Every line in the records below with the string "hasher" is to be copied out.

Stored dataset items
------------------------------------
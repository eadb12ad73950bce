//! Local caching of resource snapshots for offline support.
//!
//! This module provides a resource-agnostic cache that:
//! - Stores one last-known-good snapshot per resource key
//! - Treats entries older than their TTL as absent (lazy expiry)
//! - Resolves racing writes last-write-wins by capture time
//! - Persists to SQLite so snapshots survive restarts

mod layer;
mod storage;
mod traits;

pub use layer::LocalCache;
pub use storage::{MemoryStorage, SqliteStorage};
pub use traits::CacheSource;
//! Cache storage trait with in-memory and SQLite implementations.

use chrono::{DateTime, Utc};
use color_eyre::{eyre::eyre, Result};
use rusqlite::{params, Connection, OptionalExtension};
use sha2::{Digest, Sha256};
use std::collections::HashMap;
use std::path::{Path, PathBuf};
use std::sync::Mutex;
use std::time::Duration;

/// An entry as the storage sees it: payload already serialized.
#[derive(Debug, Clone, PartialEq)]
pub struct StoredEntry {
  pub resource_key: String,
  pub payload: Vec<u8>,
  pub captured_at: DateTime<Utc>,
  pub ttl: Duration,
}

/// Trait for cache storage backends.
///
/// Entries are independent per resource key.
pub trait CacheStorage: Send + Sync {
  /// Get the full entry for a key.
  fn get(&self, resource_key: &str) -> Result<Option<StoredEntry>>;

  /// Get only freshness metadata (`captured_at`, `ttl`) without the payload.
  fn metadata(&self, resource_key: &str) -> Result<Option<(DateTime<Utc>, Duration)>>;

  /// Store the entry unless an existing one was captured later.
  /// Returns whether the entry was written.
  fn put_if_newer(&self, entry: StoredEntry) -> Result<bool>;

  /// Remove a single key.
  fn remove(&self, resource_key: &str) -> Result<()>;

  /// Remove everything.
  fn clear(&self) -> Result<()>;
}

/// Process-local storage, lost on exit.
#[derive(Default)]
pub struct MemoryStorage {
  entries: Mutex<HashMap<String, StoredEntry>>,
}

impl MemoryStorage {
  pub fn new() -> Self {
    Self::default()
  }
}

impl CacheStorage for MemoryStorage {
  fn get(&self, resource_key: &str) -> Result<Option<StoredEntry>> {
    let entries = self.entries.lock().unwrap_or_else(|e| e.into_inner());
    Ok(entries.get(resource_key).cloned())
  }

  fn metadata(&self, resource_key: &str) -> Result<Option<(DateTime<Utc>, Duration)>> {
    let entries = self.entries.lock().unwrap_or_else(|e| e.into_inner());
    Ok(entries.get(resource_key).map(|e| (e.captured_at, e.ttl)))
  }

  fn put_if_newer(&self, entry: StoredEntry) -> Result<bool> {
    let mut entries = self.entries.lock().unwrap_or_else(|e| e.into_inner());
    if let Some(existing) = entries.get(&entry.resource_key) {
      if existing.captured_at > entry.captured_at {
        return Ok(false);
      }
    }
    entries.insert(entry.resource_key.clone(), entry);
    Ok(true)
  }

  fn remove(&self, resource_key: &str) -> Result<()> {
    let mut entries = self.entries.lock().unwrap_or_else(|e| e.into_inner());
    entries.remove(resource_key);
    Ok(())
  }

  fn clear(&self) -> Result<()> {
    let mut entries = self.entries.lock().unwrap_or_else(|e| e.into_inner());
    entries.clear();
    Ok(())
  }
}

/// SQLite-based cache storage, persisted across restarts.
pub struct SqliteStorage {
  conn: Mutex<Connection>,
}

impl SqliteStorage {
  /// Open the cache database at `path`, or at the default location.
  pub fn open(path: Option<&Path>) -> Result<Self> {
    let path = match path {
      Some(p) => p.to_path_buf(),
      None => Self::default_path()?,
    };

    // Ensure parent directory exists
    if let Some(parent) = path.parent() {
      std::fs::create_dir_all(parent)
        .map_err(|e| eyre!("Failed to create cache directory: {}", e))?;
    }

    let conn = Connection::open(&path)
      .map_err(|e| eyre!("Failed to open cache database at {}: {}", path.display(), e))?;

    Self::with_connection(conn)
  }

  /// Open a throwaway database held in memory.
  #[cfg(test)]
  pub fn open_in_memory() -> Result<Self> {
    let conn =
      Connection::open_in_memory().map_err(|e| eyre!("Failed to open in-memory cache: {}", e))?;
    Self::with_connection(conn)
  }

  fn with_connection(conn: Connection) -> Result<Self> {
    let storage = Self {
      conn: Mutex::new(conn),
    };
    storage.run_migrations()?;
    Ok(storage)
  }

  /// Get the default database path.
  fn default_path() -> Result<PathBuf> {
    let data_dir = dirs::data_dir()
      .or_else(|| dirs::home_dir().map(|p| p.join(".local/share")))
      .ok_or_else(|| eyre!("Could not determine data directory"))?;

    Ok(data_dir.join("acon").join("cache.db"))
  }

  /// Run database migrations for cache tables.
  fn run_migrations(&self) -> Result<()> {
    let conn = self.conn.lock().map_err(|e| eyre!("Lock poisoned: {}", e))?;

    conn
      .execute_batch(CACHE_SCHEMA)
      .map_err(|e| eyre!("Failed to run cache migrations: {}", e))?;

    Ok(())
  }
}

/// Schema for cache tables.
const CACHE_SCHEMA: &str = r#"
CREATE TABLE IF NOT EXISTS cache_entries (
    key_hash TEXT PRIMARY KEY,
    resource_key TEXT NOT NULL,
    payload BLOB NOT NULL,
    captured_at_ms INTEGER NOT NULL,
    ttl_ms INTEGER NOT NULL
);
"#;

/// SHA256 hash for stable, fixed-length keys.
fn key_hash(resource_key: &str) -> String {
  let mut hasher = Sha256::new();
  hasher.update(resource_key.as_bytes());
  hex::encode(hasher.finalize())
}

fn millis_to_datetime(ms: i64) -> Result<DateTime<Utc>> {
  DateTime::from_timestamp_millis(ms).ok_or_else(|| eyre!("Invalid cached timestamp {}", ms))
}

fn ttl_to_millis(ttl: Duration) -> i64 {
  i64::try_from(ttl.as_millis()).unwrap_or(i64::MAX)
}

fn millis_to_ttl(ms: i64) -> Duration {
  Duration::from_millis(u64::try_from(ms).unwrap_or(0))
}

impl CacheStorage for SqliteStorage {
  fn get(&self, resource_key: &str) -> Result<Option<StoredEntry>> {
    let conn = self.conn.lock().map_err(|e| eyre!("Lock poisoned: {}", e))?;

    let row: Option<(Vec<u8>, i64, i64)> = conn
      .query_row(
        "SELECT payload, captured_at_ms, ttl_ms FROM cache_entries WHERE key_hash = ?",
        params![key_hash(resource_key)],
        |row| Ok((row.get(0)?, row.get(1)?, row.get(2)?)),
      )
      .optional()
      .map_err(|e| eyre!("Failed to read cache entry {}: {}", resource_key, e))?;

    match row {
      Some((payload, captured_at_ms, ttl_ms)) => Ok(Some(StoredEntry {
        resource_key: resource_key.to_string(),
        payload,
        captured_at: millis_to_datetime(captured_at_ms)?,
        ttl: millis_to_ttl(ttl_ms),
      })),
      None => Ok(None),
    }
  }

  fn metadata(&self, resource_key: &str) -> Result<Option<(DateTime<Utc>, Duration)>> {
    let conn = self.conn.lock().map_err(|e| eyre!("Lock poisoned: {}", e))?;

    let row: Option<(i64, i64)> = conn
      .query_row(
        "SELECT captured_at_ms, ttl_ms FROM cache_entries WHERE key_hash = ?",
        params![key_hash(resource_key)],
        |row| Ok((row.get(0)?, row.get(1)?)),
      )
      .optional()
      .map_err(|e| eyre!("Failed to read cache metadata {}: {}", resource_key, e))?;

    match row {
      Some((captured_at_ms, ttl_ms)) => Ok(Some((
        millis_to_datetime(captured_at_ms)?,
        millis_to_ttl(ttl_ms),
      ))),
      None => Ok(None),
    }
  }

  fn put_if_newer(&self, entry: StoredEntry) -> Result<bool> {
    let conn = self.conn.lock().map_err(|e| eyre!("Lock poisoned: {}", e))?;

    // Last write wins by capture time, not by arrival order
    let changed = conn
      .execute(
        "INSERT INTO cache_entries (key_hash, resource_key, payload, captured_at_ms, ttl_ms)
         VALUES (?1, ?2, ?3, ?4, ?5)
         ON CONFLICT(key_hash) DO UPDATE SET
           payload = excluded.payload,
           captured_at_ms = excluded.captured_at_ms,
           ttl_ms = excluded.ttl_ms
         WHERE excluded.captured_at_ms >= cache_entries.captured_at_ms",
        params![
          key_hash(&entry.resource_key),
          entry.resource_key,
          entry.payload,
          entry.captured_at.timestamp_millis(),
          ttl_to_millis(entry.ttl),
        ],
      )
      .map_err(|e| eyre!("Failed to store cache entry: {}", e))?;

    Ok(changed > 0)
  }

  fn remove(&self, resource_key: &str) -> Result<()> {
    let conn = self.conn.lock().map_err(|e| eyre!("Lock poisoned: {}", e))?;

    conn
      .execute(
        "DELETE FROM cache_entries WHERE key_hash = ?",
        params![key_hash(resource_key)],
      )
      .map_err(|e| eyre!("Failed to remove cache entry {}: {}", resource_key, e))?;

    Ok(())
  }

  fn clear(&self) -> Result<()> {
    let conn = self.conn.lock().map_err(|e| eyre!("Lock poisoned: {}", e))?;

    conn
      .execute("DELETE FROM cache_entries", [])
      .map_err(|e| eyre!("Failed to clear cache: {}", e))?;

    Ok(())
  }
}

#[cfg(test)]
mod tests {
  use super::*;

  fn entry(key: &str, payload: &[u8], captured_at: DateTime<Utc>) -> StoredEntry {
    StoredEntry {
      resource_key: key.to_string(),
      payload: payload.to_vec(),
      captured_at,
      ttl: Duration::from_secs(300),
    }
  }

  fn captured(ms: i64) -> DateTime<Utc> {
    DateTime::from_timestamp_millis(ms).unwrap()
  }

  fn exercise_last_write_wins(storage: &dyn CacheStorage) {
    assert!(storage
      .put_if_newer(entry("books", b"newer", captured(2_000)))
      .unwrap());
    // A late write captured earlier must not clobber fresher data
    assert!(!storage
      .put_if_newer(entry("books", b"older", captured(1_000)))
      .unwrap());

    let stored = storage.get("books").unwrap().unwrap();
    assert_eq!(stored.payload, b"newer");
    assert_eq!(stored.captured_at, captured(2_000));
  }

  #[test]
  fn test_memory_last_write_wins() {
    exercise_last_write_wins(&MemoryStorage::new());
  }

  #[test]
  fn test_sqlite_last_write_wins() {
    exercise_last_write_wins(&SqliteStorage::open_in_memory().unwrap());
  }

  #[test]
  fn test_sqlite_roundtrip_and_metadata() {
    let storage = SqliteStorage::open_in_memory().unwrap();
    storage
      .put_if_newer(entry("years", b"[1,2]", captured(5_000)))
      .unwrap();

    let (captured_at, ttl) = storage.metadata("years").unwrap().unwrap();
    assert_eq!(captured_at, captured(5_000));
    assert_eq!(ttl, Duration::from_secs(300));

    let stored = storage.get("years").unwrap().unwrap();
    assert_eq!(stored.resource_key, "years");
    assert_eq!(stored.payload, b"[1,2]");
  }

  #[test]
  fn test_sqlite_entries_are_independent() {
    let storage = SqliteStorage::open_in_memory().unwrap();
    storage
      .put_if_newer(entry("years", b"y", captured(1)))
      .unwrap();
    storage
      .put_if_newer(entry("books", b"b", captured(1)))
      .unwrap();

    storage.remove("years").unwrap();

    assert!(storage.get("years").unwrap().is_none());
    assert!(storage.get("books").unwrap().is_some());

    storage.clear().unwrap();
    assert!(storage.get("books").unwrap().is_none());
  }
}
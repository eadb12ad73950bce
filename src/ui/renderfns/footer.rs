use ratatui::prelude::*;
use ratatui::widgets::Paragraph;

const HINTS: &[(&str, &str)] = &[
  ("<:>", "command"),
  ("<a>", "add"),
  ("<e>", "edit"),
  ("<d>", "delete"),
  ("<r>", "retry"),
  ("<C>", "clear cache"),
  ("<q>", "quit"),
];

/// Draw the status bar: the latest message if any, key hints otherwise
pub fn draw_footer(frame: &mut Frame, area: Rect, message: Option<&str>, is_error: bool) {
  let line = match message {
    Some(message) => {
      let color = if is_error { Color::Red } else { Color::Green };
      Line::from(Span::styled(
        format!(" {}", message),
        Style::default().fg(color),
      ))
    }
    None => {
      let mut spans = vec![Span::raw(" ")];
      for (key, label) in HINTS {
        spans.push(Span::styled(*key, Style::default().fg(Color::Cyan)));
        spans.push(Span::styled(
          format!(" {}   ", label),
          Style::default().fg(Color::DarkGray),
        ));
      }
      Line::from(spans)
    }
  };

  let paragraph = Paragraph::new(line).style(Style::default().bg(Color::Black));
  frame.render_widget(paragraph, area);
}
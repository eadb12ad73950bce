pub mod resource_list;

pub use resource_list::{describe_source, draw_resource_list, ListContext};
impl ConnectivityMonitor {
  pub fn new(config: MonitorConfig, classifier: impl FailureClassifier + 'static) -> Arc<Self> {
    Arc::new(Self {
      inner: Mutex::new(Inner::initial()),
      listeners: Mutex::new(Vec::new()),
      next_listener_id: AtomicU64::new(1),
      classifier: Box::new(classifier),
      config,
    })
  }

  /// Monitor with default threshold and blocker signatures.
  #[cfg(test)]
  pub fn with_defaults() -> Arc<Self> {
    Self::new(MonitorConfig::default(), crate::net::SignatureClassifier::default())
  }

  fn lock(&self) -> MutexGuard<'_, Inner> {
    self.inner.lock().unwrap_or_else(|e| e.into_inner())
  }

  pub fn current_state(&self) -> ConnectivityState {
    self.lock().state
  }

  pub fn blocker_detected(&self) -> bool {
    self.lock().blocker_detected
  }

  pub fn is_os_online(&self) -> bool {
    self.lock().os_online
  }

  pub fn snapshot(&self) -> ConnectivitySnapshot {
    let inner = self.lock();
    ConnectivitySnapshot {
      state: inner.state,
      blocker_detected: inner.blocker_detected,
      consecutive_failures: inner.consecutive_failures,
      os_online: inner.os_online,
      retry_armed: inner.retry_armed,
      last_failure: inner.last_failure.clone(),
      generation: inner.generation,
    }
  }

  /// Whether backend-bound calls should fail fast without touching the network.
  pub fn should_short_circuit(&self) -> bool {
    let inner = self.lock();
    inner.state == ConnectivityState::Offline && !inner.retry_armed
  }

  /// Register a listener. Listeners run synchronously, in registration
  /// order, on the thread that caused the transition; they must return
  /// quickly (hand work off to a channel). The listener stays registered
  /// until the returned [`Subscription`] is dropped.
  pub fn subscribe<F>(self: &Arc<Self>, listener: F) -> Subscription
  where
    F: Fn(&ConnectivityChange) + Send + Sync + 'static,
  {
    let id = self.next_listener_id.fetch_add(1, Ordering::Relaxed);
    self
      .listeners
      .lock()
      .unwrap_or_else(|e| e.into_inner())
      .push((id, Arc::new(listener)));
    Subscription {
      monitor: Arc::downgrade(self),
      id,
    }
  }

  fn unsubscribe(&self, id: u64) {
    self
      .listeners
      .lock()
      .unwrap_or_else(|e| e.into_inner())
      .retain(|(listener_id, _)| *listener_id != id);
  }

  /// A backend call completed.
  pub fn report_success(&self) {
    let change = {
      let mut inner = self.lock();
      inner.consecutive_failures = 0;

      if inner.retry_armed {
        inner.retry_armed = false;
        inner.blocker_detected = false;
        inner.last_failure = None;
        info!("connectivity: retry succeeded");
        Self::transition(&mut inner, ConnectivityState::Online)
      } else if inner.state == ConnectivityState::Degraded && !inner.blocker_detected {
        inner.last_failure = None;
        Self::transition(&mut inner, ConnectivityState::Online)
      } else {
        // OFFLINE only clears via an OS online edge or an explicit retry
        None
      }
    };
    self.publish(change);
  }

  /// A backend call failed at the transport level. Returns how the failure
  /// was classified.
  pub fn report_failure(&self, failure: &FailureInfo) -> FailureClass {
    let class = self.classifier.classify(failure);

    let change = {
      let mut inner = self.lock();
      inner.last_failure = Some(failure.message.clone());
      if inner.retry_armed {
        debug!("connectivity: retry attempt failed");
        inner.retry_armed = false;
      }

      match class {
        FailureClass::Blocker => {
          if !inner.blocker_detected {
            warn!(message = %failure.message, "connectivity: blocker detected");
          }
          inner.blocker_detected = true;
          Self::transition(&mut inner, ConnectivityState::Offline)
        }
        FailureClass::Transient => {
          inner.consecutive_failures = inner.consecutive_failures.saturating_add(1);
          debug!(
            failures = inner.consecutive_failures,
            kind = %failure.kind,
            "connectivity: backend call failed"
          );
          if inner.state == ConnectivityState::Online
            && inner.consecutive_failures >= self.config.failure_threshold
            && inner.os_online
            && !inner.blocker_detected
          {
            Self::transition(&mut inner, ConnectivityState::Degraded)
          } else {
            None
          }
        }
      }
    };
    self.publish(change);
    class
  }

  /// Go OFFLINE regardless of the current state.
  pub fn force_offline(&self, reason: OfflineReason) {
    let change = {
      let mut inner = self.lock();
      inner.retry_armed = false;
      if reason == OfflineReason::BlockerDetected {
        inner.blocker_detected = true;
      }
      if inner.state != ConnectivityState::Offline {
        warn!(reason = %reason, "connectivity: forced offline");
      }
      Self::transition(&mut inner, ConnectivityState::Offline)
    };
    self.publish(change);
  }

  /// User asked to try again. While OFFLINE, lets the next backend calls
  /// through; the first one to complete decides the outcome. Returns whether
  /// a retry was armed.
  pub fn retry_now(&self) -> bool {
    let (armed, generation_bump) = {
      let mut inner = self.lock();
      inner.consecutive_failures = 0;
      match inner.state {
        ConnectivityState::Offline => {
          inner.retry_armed = true;
          inner.generation += 1;
          info!(
            blocker = inner.blocker_detected,
            "connectivity: manual retry requested"
          );
          (true, Some(Self::change_for(&inner, inner.state)))
        }
        _ => (false, None),
      }
    };
    // No state change, but the indicator shows the pending retry
    self.publish(generation_bump);
    armed
  }

  /// OS reported the network up.
  pub fn os_online(&self) {
    let change = {
      let mut inner = self.lock();
      inner.os_online = true;
      if inner.state == ConnectivityState::Offline {
        if inner.blocker_detected {
          debug!("connectivity: ignoring OS online event, blocker still flagged");
          None
        } else {
          inner.consecutive_failures = 0;
          inner.retry_armed = false;
          Self::transition(&mut inner, ConnectivityState::Online)
        }
      } else {
        None
      }
    };
    self.publish(change);
  }

  /// OS reported the network down.
  pub fn os_offline(&self) {
    let change = {
      let mut inner = self.lock();
      inner.os_online = false;
      inner.retry_armed = false;
      Self::transition(&mut inner, ConnectivityState::Offline)
    };
    self.publish(change);
  }

  /// Back to the initial state. Listeners stay registered.
  #[cfg(test)]
  pub fn reset(&self) {
    let change = {
      let mut inner = self.lock();
      let generation = inner.generation;
      let previous = inner.state;
      *inner = Inner::initial();
      inner.generation = generation;
      if previous != ConnectivityState::Online {
        inner.generation += 1;
        Some(ConnectivityChange {
          previous,
          current: ConnectivityState::Online,
          blocker_detected: false,
          generation: inner.generation,
        })
      } else {
        None
      }
    };
    self.publish(change);
  }

  fn transition(inner: &mut Inner, next: ConnectivityState) -> Option<ConnectivityChange> {
    if inner.state == next {
      return None;
    }
    let previous = inner.state;
    inner.state = next;
    inner.generation += 1;
    info!(
      from = %previous,
      to = %next,
      blocker = inner.blocker_detected,
      "connectivity: state changed"
    );
    Some(Self::change_for(inner, previous))
  }

  fn change_for(inner: &Inner, previous: ConnectivityState) -> ConnectivityChange {
    ConnectivityChange {
      previous,
      current: inner.state,
      blocker_detected: inner.blocker_detected,
      generation: inner.generation,
    }
  }

  fn publish(&self, change: Option<ConnectivityChange>) {
    let Some(change) = change else {
      return;
    };
    // Snapshot so listeners may call back into the monitor
    let listeners: Vec<Listener> = self
      .listeners
      .lock()
      .unwrap_or_else(|e| e.into_inner())
      .iter()
      .map(|(_, l)| Arc::clone(l))
      .collect();
    for listener in listeners {
      listener(&change);
    }
  }
}
//! Connectivity state shared by the whole process.

mod monitor;
mod probe;

pub use monitor::{
  ConnectivityChange, ConnectivityMonitor, ConnectivitySnapshot, ConnectivityState, MonitorConfig,
  OfflineReason, Subscription,
};
pub use probe::Prober;
use crate::hook::{Row, SyncMark};
use crate::ui::renderfns::{mark_color, source_label, truncate};
use ratatui::prelude::*;
use ratatui::widgets::{Block, Borders, List, ListItem, ListState, Paragraph};

/// What the list needs to know about the current resource
pub struct ListContext<'a> {
  pub name: &'a str,
  pub rows: &'a [Row],
  pub selected: usize,
  pub loading: bool,
  pub offline: bool,
  pub source: &'a str,
}

/// Draw the current resource's records
pub fn draw_resource_list(frame: &mut Frame, area: Rect, ctx: &ListContext) {
  let mut title = format!(" {} ({}) ", ctx.name, ctx.rows.len());
  if ctx.loading {
    title = format!(" {} (loading...) ", ctx.name);
  } else if ctx.offline {
    title = format!(" {} ({}, offline, {}) ", ctx.name, ctx.rows.len(), ctx.source);
  }

  let border = if ctx.offline { Color::Red } else { Color::Blue };
  let block = Block::default()
    .title(title)
    .title_alignment(Alignment::Center)
    .borders(Borders::ALL)
    .border_style(Style::default().fg(border));

  if ctx.rows.is_empty() {
    let content = if ctx.loading {
      "Loading..."
    } else {
      "Nothing here yet. Press 'a' to add one."
    };
    let paragraph = Paragraph::new(content)
      .block(block)
      .style(Style::default().fg(Color::DarkGray))
      .alignment(Alignment::Center);
    frame.render_widget(paragraph, area);
    return;
  }

  let width = area.width.saturating_sub(8) as usize;
  let items: Vec<ListItem> = ctx
    .rows
    .iter()
    .map(|row| {
      let style = Style::default().fg(mark_color(row.mark));
      let suffix = match row.mark {
        SyncMark::Synced => "",
        SyncMark::PendingCreate => "  (not yet saved)",
        SyncMark::Modified => "  (edited offline)",
      };
      ListItem::new(Line::from(vec![
        Span::styled(format!(" {} ", row.mark.glyph()), style.bold()),
        Span::styled(truncate(&row.title, width), style),
        Span::styled(suffix, Style::default().fg(Color::DarkGray)),
      ]))
    })
    .collect();

  let list = List::new(items)
    .block(block)
    .highlight_style(Style::default().bg(Color::DarkGray).fg(Color::White));

  let mut state = ListState::default();
  state.select(Some(ctx.selected.min(ctx.rows.len() - 1)));
  frame.render_stateful_widget(list, area, &mut state);
}

/// Label for the list title
pub fn describe_source(source: Option<crate::cache::CacheSource>) -> &'static str {
  match source_label(source) {
    "" => "no data",
    label => label,
  }
}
------------------------------------
» **Output for this task**
  let mut hasher = Sha256::new();
  hasher.update(resource_key.as_bytes());
  hex::encode(hasher.finalize())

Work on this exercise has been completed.